誰のためのデザインなのかを明確にすることも重要です。 ターゲット層によって、デザインのコンセプトも変わってきます。 例えば、若い世代向けのモダンなデザインと、高齢者向けの快適で安全なデザインでは、コンセプトも大きく異なるはずです。

4. キーワードを設定する

あなたのデザインを表現するキーワードを3つから5つほど選びましょう。 例えば、「シンプル」「ナチュラル」「温もり」「洗練」「機能性」などです。 これらのキーワードを常に意識することで、デザインの一貫性を保つことができます。

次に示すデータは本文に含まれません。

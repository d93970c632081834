// Copyright 2025 Dualplane Contributors
// SPDX-License-Identifier: Apache-2.0

//! Data-plane worker: the asynchronous channel's polling loop
//!
//! The loop owns all steady-state traffic on the data plane: it forwards
//! inbound payloads to the configured handler and drains the outbound
//! queue with non-blocking sends. A transport fault is fatal to the whole
//! session - the worker logs it, flips `active` off, and exits; the
//! coordinator surfaces the state through `is_running()`.

use crate::common::config::{DataMode, ReceiveHandler};
use crate::common::error::RuntimeResult;
use crate::queue::OutboundQueue;
use crate::traits::{DataSocket, SendOutcome};
use crossbeam::channel::{bounded, Receiver, Sender};
use std::sync::atomic::{AtomicBool, Ordering};
use std::sync::Arc;
use std::thread;
use std::time::Duration;
use tracing::{debug, error};

/// Idle wait between loop iterations; the queue condvar cuts it short on
/// enqueue. Must stay in the low single-digit milliseconds.
const IDLE_WAIT: Duration = Duration::from_millis(5);

/// Back-off while the transport reports a full send buffer.
const BLOCKED_WAIT: Duration = Duration::from_millis(2);

pub(crate) struct DataPlaneStartup {
    pub handle: thread::JoinHandle<()>,
    /// Reports the socket open() outcome exactly once
    pub ready: Receiver<RuntimeResult<()>>,
    /// Admits the worker into its loop; dropping it instead aborts the
    /// worker before the loop begins (rollback path)
    pub go: Sender<()>,
}

/// Spawn the data-plane worker thread.
///
/// The thread opens the socket first and reports the outcome on the
/// `ready` channel, then parks on the `go` gate. The gate resolves the
/// startup ordering: the coordinator flips `active` on and only then sends
/// `go`, so the loop never observes a not-yet-active session and exits
/// early.
pub(crate) fn spawn(
    socket: Arc<dyn DataSocket>,
    queue: Arc<OutboundQueue>,
    active: Arc<AtomicBool>,
    mode: DataMode,
    on_receive: Option<ReceiveHandler>,
) -> RuntimeResult<DataPlaneStartup> {
    let (ready_tx, ready_rx) = bounded(1);
    let (go_tx, go_rx) = bounded::<()>(1);

    let handle = thread::Builder::new()
        .name("dualplane-data".into())
        .spawn(move || {
            let opened = socket.open();
            let failed = opened.is_err();
            let _ = ready_tx.send(opened);
            if failed {
                return;
            }

            if go_rx.recv().is_err() {
                debug!("data-plane worker aborted before entering its loop");
                return;
            }

            run_loop(&*socket, &queue, &active, mode, on_receive.as_ref());
            debug!("data-plane worker exited");
        })?;

    Ok(DataPlaneStartup {
        handle,
        ready: ready_rx,
        go: go_tx,
    })
}

fn run_loop(
    socket: &dyn DataSocket,
    queue: &OutboundQueue,
    active: &AtomicBool,
    mode: DataMode,
    on_receive: Option<&ReceiveHandler>,
) {
    // A buffer the transport refused stays here, never re-queued: it keeps
    // its place at the head and the queue keeps FIFO order.
    let mut pending: Option<Vec<u8>> = None;

    while active.load(Ordering::SeqCst) {
        let mut did_work = false;

        if mode.can_receive() {
            match socket.try_receive() {
                Ok(Some(payload)) => {
                    did_work = true;
                    match on_receive {
                        Some(handler) => handler(&payload),
                        None => debug!("inbound payload dropped ({} bytes, no handler)", payload.len()),
                    }
                }
                Ok(None) => {}
                Err(e) => {
                    error!("data-plane receive fault: {}", e);
                    active.store(false, Ordering::SeqCst);
                    return;
                }
            }
        }

        let mut blocked = false;
        loop {
            let buffer = match pending.take().or_else(|| queue.drain_one()) {
                Some(buffer) => buffer,
                None => break,
            };
            match socket.try_send(&buffer) {
                Ok(SendOutcome::Sent) => did_work = true,
                Ok(SendOutcome::WouldBlock) => {
                    pending = Some(buffer);
                    blocked = true;
                    break;
                }
                Err(e) => {
                    error!("data-plane send fault: {}", e);
                    active.store(false, Ordering::SeqCst);
                    return;
                }
            }
        }

        if !active.load(Ordering::SeqCst) {
            break;
        }
        if blocked {
            thread::sleep(BLOCKED_WAIT);
        } else if !did_work {
            queue.wait_for_message(IDLE_WAIT);
        }
    }
}
//! The YAML surface: a thin translator from a linear task list into the same
//! [`crate::builder::ProcessBuilder`] calls a caller would make directly. No
//! semantics live here beyond what the Builder already exposes — this module only
//! decides *which* builder calls to issue and in what order.

use std::collections::BTreeMap;

use serde::Deserialize;

use crate::builder::{create_executable_workflow, ProcessBuilder};
use crate::error::{ParseError, ValidationError};
use crate::ids::IdBytes;
use crate::model::{OutputBehavior, WorkflowDefinition};

/// `{source, target}`, as declared under a task's `inputs`/`outputs` list.
#[derive(Debug, Clone, Deserialize)]
pub struct YamlMapping {
    pub source: String,
    pub target: String,
}

fn default_retries() -> i32 {
    3
}

/// One entry in the `tasks` list. Order in the document defines the linear
/// workflow: task *n* feeds task *n+1* via an implicit sequence flow, exactly as
/// successive `service_task()` builder calls would.
#[derive(Debug, Clone, Deserialize)]
#[serde(rename_all = "camelCase")]
pub struct YamlTask {
    #[serde(rename = "type")]
    pub task_type: String,
    #[serde(default = "default_retries")]
    pub retries: i32,
    #[serde(default)]
    pub headers: BTreeMap<String, String>,
    #[serde(default)]
    pub inputs: Vec<YamlMapping>,
    #[serde(default)]
    pub outputs: Vec<YamlMapping>,
    #[serde(default)]
    pub output_behavior: Option<String>,
}

/// The document root: a `name` and an ordered `tasks` list.
#[derive(Debug, Clone, Deserialize)]
pub struct YamlWorkflow {
    pub name: String,
    #[serde(default)]
    pub tasks: Vec<YamlTask>,
}

/// Parses the YAML surface described in §6 into its DTO. Performs no semantic
/// interpretation of the document's contents — that happens in
/// [`workflow_from_yaml`], via the same Builder every other entry point uses.
pub fn parse_workflow_yaml(yaml: &str) -> Result<YamlWorkflow, ParseError> {
    tracing::debug!(bytes = yaml.len(), "parsing YAML workflow source");
    serde_yaml::from_str(yaml).map_err(|e| {
        tracing::warn!(error = %e, "malformed YAML workflow source");
        ParseError::MalformedYaml {
            message: e.to_string(),
        }
    })
}

/// Translates a parsed [`YamlWorkflow`] into the equivalent builder calls, then
/// finalizes through the same transform+validate path as every other Builder use,
/// via the crate's default compilers.
pub fn workflow_from_yaml(doc: &YamlWorkflow) -> Result<WorkflowDefinition, ValidationError> {
    build(doc).done()
}

/// Same as [`workflow_from_yaml`] but threads caller-supplied compilers through the
/// Transformer, for use by a [`crate::facade::Facade`] constructed with non-default
/// ones.
pub fn workflow_from_yaml_with(
    doc: &YamlWorkflow,
    json_path_compiler: &dyn crate::compile::JsonPathCompiler,
    condition_compiler: &dyn crate::compile::JsonConditionCompiler,
) -> Result<WorkflowDefinition, ValidationError> {
    build(doc).done_with(json_path_compiler, condition_compiler)
}

fn build(doc: &YamlWorkflow) -> ProcessBuilder {
    let mut builder = create_executable_workflow(IdBytes::from(doc.name.as_str()));
    builder.start_event(None);
    for task in &doc.tasks {
        apply_task(&mut builder, task);
    }
    builder.end_event(None);
    builder
}

fn apply_task(builder: &mut ProcessBuilder, task: &YamlTask) {
    builder.service_task(None).task_type(task.task_type.as_str());
    builder.task_retries(task.retries);
    for (key, value) in &task.headers {
        builder.header(key.as_str(), value.as_str());
    }
    for mapping in &task.inputs {
        builder.input(mapping.source.as_str(), mapping.target.as_str());
    }
    for mapping in &task.outputs {
        builder.output(mapping.source.as_str(), mapping.target.as_str());
    }
    if let Some(raw) = &task.output_behavior {
        builder.output_behavior_raw(raw.as_str());
    }
}

/// Parses and builds in one call — the path [`crate::facade::Facade::read_yaml`] uses.
pub fn read_yaml(yaml: &str) -> Result<WorkflowDefinition, YamlReadError> {
    let doc = parse_workflow_yaml(yaml)?;
    let definitions = workflow_from_yaml(&doc)?;
    Ok(definitions)
}

/// Union of the two ways reading a YAML workflow can fail: the document itself is
/// malformed, or it parses but fails executable-subset validation.
#[derive(Debug, thiserror::Error)]
pub enum YamlReadError {
    #[error(transparent)]
    Parse(#[from] ParseError),
    #[error(transparent)]
    Validation(#[from] ValidationError),
}
fn transform_process(
    process: &mut Process,
    json_path_compiler: &dyn JsonPathCompiler,
    condition_compiler: &dyn JsonConditionCompiler,
) {
    tracing::trace!(
        process_id = %process.bpmn_process_id,
        elements = process.flow_elements.len(),
        "transforming process"
    );
    collect_flow_elements(process);
    assign_initial_start_event(process);
    link_sequence_flows(process);
    compile_conditions(process, condition_compiler);
    normalize_service_tasks(process);
    encode_task_headers(process);
    compile_mappings(process, json_path_compiler);
    classify_aspects(process);
    annotate_gateway_defaults(process);
}

/// Step 1: re-orders `flow_elements` into the canonical sequence — start events, end
/// events, sequence flows, service tasks, exclusive gateways — and rebuilds
/// `flow_element_map` (last write wins on a duplicate id).
fn collect_flow_elements(process: &mut Process) {
    let elements = std::mem::take(&mut process.flow_elements);
    let mut starts = Vec::new();
    let mut ends = Vec::new();
    let mut flows = Vec::new();
    let mut tasks = Vec::new();
    let mut gateways = Vec::new();

    for element in elements {
        match element {
            FlowElement::Start(_) => starts.push(element),
            FlowElement::End(_) => ends.push(element),
            FlowElement::SequenceFlow(_) => flows.push(element),
            FlowElement::ServiceTask(_) => tasks.push(element),
            FlowElement::Gateway(_) => gateways.push(element),
        }
    }

    let mut ordered = Vec::with_capacity(starts.len() + ends.len() + flows.len() + tasks.len() + gateways.len());
    ordered.append(&mut starts);
    ordered.append(&mut ends);
    ordered.append(&mut flows);
    ordered.append(&mut tasks);
    ordered.append(&mut gateways);

    let mut map = std::collections::HashMap::with_capacity(ordered.len());
    for (index, element) in ordered.iter().enumerate() {
        map.insert(element.id().clone(), index);
    }

    process.flow_elements = ordered;
    process.flow_element_map = map;
}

具体的な事例:感覚をコンセプトに昇華させたデザイナー

多くの著名なデザイナーは、明確なコンセプトを提示しているわけではありません。しかし、彼らの作品には、一貫した美意識や哲学が感じられます。例えば、建築家の隈研吾氏は、日本の伝統的な木造建築の技術と現代的なデザインを融合させた独特のスタイルで知られています。彼の作品には、「自然との調和」「素材の美しさ」「繊細な技術」といった要素が共通して見られます。これは、彼自身の「感覚」を長年の経験と探求を通して、明確なデザイン哲学として昇華させた結果と言えるでしょう。

専門家の視点:感覚とコンセプトのバランス

インテリアデザイナーとして活躍されている山田先生に、この問題についてお話を伺いました。山田先生は、長年数々のプロジェクトを手掛け、多くの賞を受賞されています。 山田先生:「確かに、明確なコンセプトは重要です。しかし、それは『型にはまったデザイン』を意味するものではありません。あなたの『感覚』を大切にすることは素晴らしいことです。その感覚を言葉で表現し、それを軸にデザインを進めていくことで、オリジナリティあふれる作品を生み出せるはずです。重要なのは、感覚とコンセプトのバランスです。感覚をベースに、コンセプトを構築し、それを具体的に表現していく。その過程で、新たな発見やインスピレーションが生まれることもあります。」

実践的なアドバイス:ポートフォリオ作成と発信

自分のデザインを客観的に評価し、改善していくためには、ポートフォリオを作成し、積極的に発信することが重要です。 オンラインポートフォリオを作成し、あなたのデザイン作品を公開しましょう。 作品一つ一つに、デザインコンセプトや制作過程、使用した素材などを丁寧に説明することで、あなたのデザインに対する理解を深めることができます。 また、SNSなどを活用して、あなたのデザインを発信することで、フィードバックを得たり、新たなクライアントとの出会いを生み出すことも可能です。

まとめ:感覚とコンセプトの融合

「確固たるコンセプト」は、あなたのデザインを成功に導くための重要な要素です。しかし、それはあなたの「感覚」を否定するものではありません。 あなたの「美しいと感じる形」という感覚を起点に、それを言葉で表現し、明確なコンセプトとして昇華させることで、あなた独自の、魅力的なデザインを生み出せるはずです。 インスピレーション源の特定、デザインの特徴分析、ターゲット層の明確化、そしてキーワードの設定を通して、あなたの「感覚」をコンセプトに変換し、それを実践していきましょう。